**Directions**
What lines below hold the string "actual"? Copy them all.

Data Start Marker

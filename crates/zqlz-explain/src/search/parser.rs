//! Recursive-descent parser for FT.EXPLAIN output
//!
//! The plan printed by `FT.EXPLAIN` looks like:
//!
//! ```text
//! INTERSECT {
//!   @title:UNION {
//!     @title:hello
//!     @title:+hello(expanded)
//!   }
//!   NUMERIC {10.000000 <= @price <= inf}
//!   TAG:@color {
//!     red
//!   }
//! }
//! ```
//!
//! Grammar:
//!
//! ```text
//! expr     := group | numeric | tag | term
//! group    := (UNION | INTERSECT) '{' NEWLINE (expr | NEWLINE)* '}' [NEWLINE]
//! numeric  := NUMERIC '{' bound CMP IDENTIFIER+ CMP bound '}'
//! bound    := ['+' | '-'] NUMBER
//! tag      := TAG_EXPR '{' NEWLINE IDENTIFIER NEWLINE '}'
//! term     := IDENTIFIER any* NEWLINE
//! ```
//!
//! Inside a group, a line that cannot start an expression is skipped.
//! Otherwise parsing is fail-fast: the first token that does not fit aborts
//! the parse.
//!
//! # Examples
//!
//! ```
//! use zqlz_explain::search::parse_explain;
//! use zqlz_explain::EntityType;
//!
//! let root = parse_explain("@title:UNION {\n  hello\n  world\n}\n").unwrap();
//! assert_eq!(root.entity_type, EntityType::Union);
//! assert_eq!(root.snippet.as_deref(), Some("@title"));
//! assert_eq!(root.children.len(), 2);
//! ```

use super::ast::{Expr, GroupExpr, NumericExpr, SearchExpr};
use super::lexer::Lexer;
use super::token::{Token, TokenKind};
use crate::entity::EntityInfo;
use crate::options::ParseOptions;
use thiserror::Error;

/// Errors that can occur when parsing FT.EXPLAIN output
#[derive(Debug, Error, PartialEq)]
pub enum ExplainParseError {
    #[error("Expected {expected}, actual: {actual} ({literal:?})")]
    UnexpectedToken {
        expected: String,
        actual: TokenKind,
        literal: String,
    },

    #[error("Unexpected end of input")]
    UnexpectedEof,

    #[error("Invalid number: {0}")]
    InvalidNumber(String),

    #[error("Plan nesting exceeds the maximum depth of {0}")]
    DepthLimitExceeded(usize),
}

/// Result type for FT.EXPLAIN parsing
pub type Result<T> = std::result::Result<T, ExplainParseError>;

/// Parses FT.EXPLAIN output into an entity tree
pub fn parse_explain(output: &str) -> Result<EntityInfo> {
    parse_explain_with(output, &ParseOptions::default())
}

/// Parses FT.EXPLAIN output into an entity tree with explicit limits
pub fn parse_explain_with(output: &str, options: &ParseOptions) -> Result<EntityInfo> {
    let expr = parse_search_expr(output, options)?;
    let root = expr.to_entity();
    tracing::debug!(nodes = root.node_count(), root = %root.entity_type, "parsed explain output");
    Ok(root)
}

/// Parses FT.EXPLAIN output into its syntax tree
pub fn parse_search_expr(output: &str, options: &ParseOptions) -> Result<SearchExpr> {
    let mut parser = Parser::new(Lexer::new(output), *options);
    let expr = parser.parse_expression()?;
    if !matches!(parser.current.kind, TokenKind::Eof | TokenKind::NewLine) {
        tracing::trace!(next = %parser.current.kind, "ignoring input after the top-level expression");
    }
    Ok(expr)
}

/// Parser state: the current token plus one token of lookahead
pub struct Parser<'a> {
    lexer: Lexer<'a>,
    current: Token,
    peek: Token,
    depth: usize,
    options: ParseOptions,
}

impl<'a> Parser<'a> {
    pub fn new(mut lexer: Lexer<'a>, options: ParseOptions) -> Self {
        let current = lexer.next_token();
        let peek = lexer.next_token();
        Self {
            lexer,
            current,
            peek,
            depth: 0,
            options,
        }
    }

    fn advance(&mut self) {
        let next = self.lexer.next_token();
        self.current = std::mem::replace(&mut self.peek, next);
    }

    /// Consumes the current token if it has the expected kind
    fn expect(&mut self, kind: TokenKind) -> Result<String> {
        if self.current.is(kind) {
            let literal = std::mem::take(&mut self.current.literal);
            self.advance();
            Ok(literal)
        } else {
            Err(self.unexpected(kind.name()))
        }
    }

    fn expect_comparator(&mut self) -> Result<Token> {
        if self.current.kind.is_comparator() {
            let token = self.current.clone();
            self.advance();
            Ok(token)
        } else {
            Err(self.unexpected("comparator"))
        }
    }

    fn unexpected(&self, expected: &str) -> ExplainParseError {
        if self.current.is(TokenKind::Eof) {
            ExplainParseError::UnexpectedEof
        } else {
            ExplainParseError::UnexpectedToken {
                expected: expected.to_string(),
                actual: self.current.kind,
                literal: self.current.literal.clone(),
            }
        }
    }

    /// Parses one expression, dispatching on the current token
    pub fn parse_expression(&mut self) -> Result<SearchExpr> {
        if self.depth >= self.options.max_depth {
            return Err(ExplainParseError::DepthLimitExceeded(self.options.max_depth));
        }
        self.depth += 1;
        let expr = match self.current.kind {
            TokenKind::Intersect => self.parse_group(TokenKind::Intersect).map(SearchExpr::Intersect),
            TokenKind::Union => self.parse_group(TokenKind::Union).map(SearchExpr::Union),
            TokenKind::Numeric => self.parse_numeric().map(SearchExpr::Numeric),
            TokenKind::TagExpr => self.parse_tag().map(SearchExpr::Expr),
            _ => self.parse_term().map(SearchExpr::Expr),
        };
        self.depth -= 1;
        expr
    }

    fn parse_group(&mut self, kind: TokenKind) -> Result<GroupExpr> {
        let marker = self.expect(kind)?;
        self.expect(TokenKind::LBrace)?;
        self.expect(TokenKind::NewLine)?;

        let mut exprs = Vec::new();
        loop {
            match self.current.kind {
                TokenKind::RBrace => {
                    if !matches!(self.peek.kind, TokenKind::NewLine | TokenKind::Eof) {
                        self.advance();
                        return Err(self.unexpected(TokenKind::NewLine.name()));
                    }
                    self.advance();
                    break;
                }
                TokenKind::NewLine => self.advance(),
                TokenKind::Numeric
                | TokenKind::Identifier
                | TokenKind::Union
                | TokenKind::Intersect
                | TokenKind::TagExpr => exprs.push(self.parse_expression()?),
                TokenKind::Eof => return Err(ExplainParseError::UnexpectedEof),
                _ => self.skip_line(),
            }
        }

        Ok(GroupExpr::new(exprs, marker))
    }

    /// Drops a group line that cannot start an expression, e.g. `<WILDCARD>`
    fn skip_line(&mut self) {
        tracing::trace!(
            token = %self.current.kind,
            literal = %self.current.literal,
            "skipping unrecognized line inside group"
        );
        while !matches!(
            self.current.kind,
            TokenKind::NewLine | TokenKind::RBrace | TokenKind::Eof
        ) {
            self.advance();
        }
    }

    fn parse_numeric(&mut self) -> Result<NumericExpr> {
        self.expect(TokenKind::Numeric)?;
        self.expect(TokenKind::LBrace)?;

        let left = self.parse_bound()?;
        let left_sign = self.expect_comparator()?;

        // Field names may lex as several identifiers, stitch them back together
        let mut identifier = Token::new(TokenKind::Identifier, self.expect(TokenKind::Identifier)?);
        while self.current.is(TokenKind::Identifier) {
            identifier.literal.push_str(&self.current.literal);
            self.advance();
        }

        let right_sign = self.expect_comparator()?;
        let right = self.parse_bound()?;
        self.expect(TokenKind::RBrace)?;

        Ok(NumericExpr {
            left,
            left_sign,
            identifier,
            right_sign,
            right,
        })
    }

    fn parse_bound(&mut self) -> Result<f64> {
        let mut negative = false;
        if self.current.is(TokenKind::Identifier)
            && matches!(self.current.literal.as_str(), "+" | "-")
            && self.peek.is(TokenKind::Number)
        {
            negative = self.current.literal == "-";
            self.advance();
        }

        let literal = self.expect(TokenKind::Number)?;
        let value = if literal == "inf" {
            f64::INFINITY
        } else {
            literal
                .parse::<f64>()
                .map_err(|_| ExplainParseError::InvalidNumber(literal.clone()))?
        };

        Ok(if negative { -value } else { value })
    }

    fn parse_tag(&mut self) -> Result<Expr> {
        let marker = self.expect(TokenKind::TagExpr)?;
        self.expect(TokenKind::LBrace)?;
        self.expect(TokenKind::NewLine)?;
        let value = self.expect(TokenKind::Identifier)?;
        self.expect(TokenKind::NewLine)?;
        self.expect(TokenKind::RBrace)?;

        Ok(Expr::tag(value, marker))
    }

    fn parse_term(&mut self) -> Result<Expr> {
        let mut core = self.expect(TokenKind::Identifier)?;

        loop {
            match self.current.kind {
                TokenKind::NewLine => break,
                TokenKind::Eof => return Err(ExplainParseError::UnexpectedEof),
                // Field names and values may hold characters outside the grammar (`_`, non-ASCII)
                _ => {
                    core.push_str(&self.current.literal);
                    self.advance();
                }
            }
        }

        Ok(Expr::text(core))
    }
}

Data End Marker

**Exercise solution**
    #[error("Expected {expected}, actual: {actual} ({literal:?})")]
        actual: TokenKind,
                actual: self.current.kind,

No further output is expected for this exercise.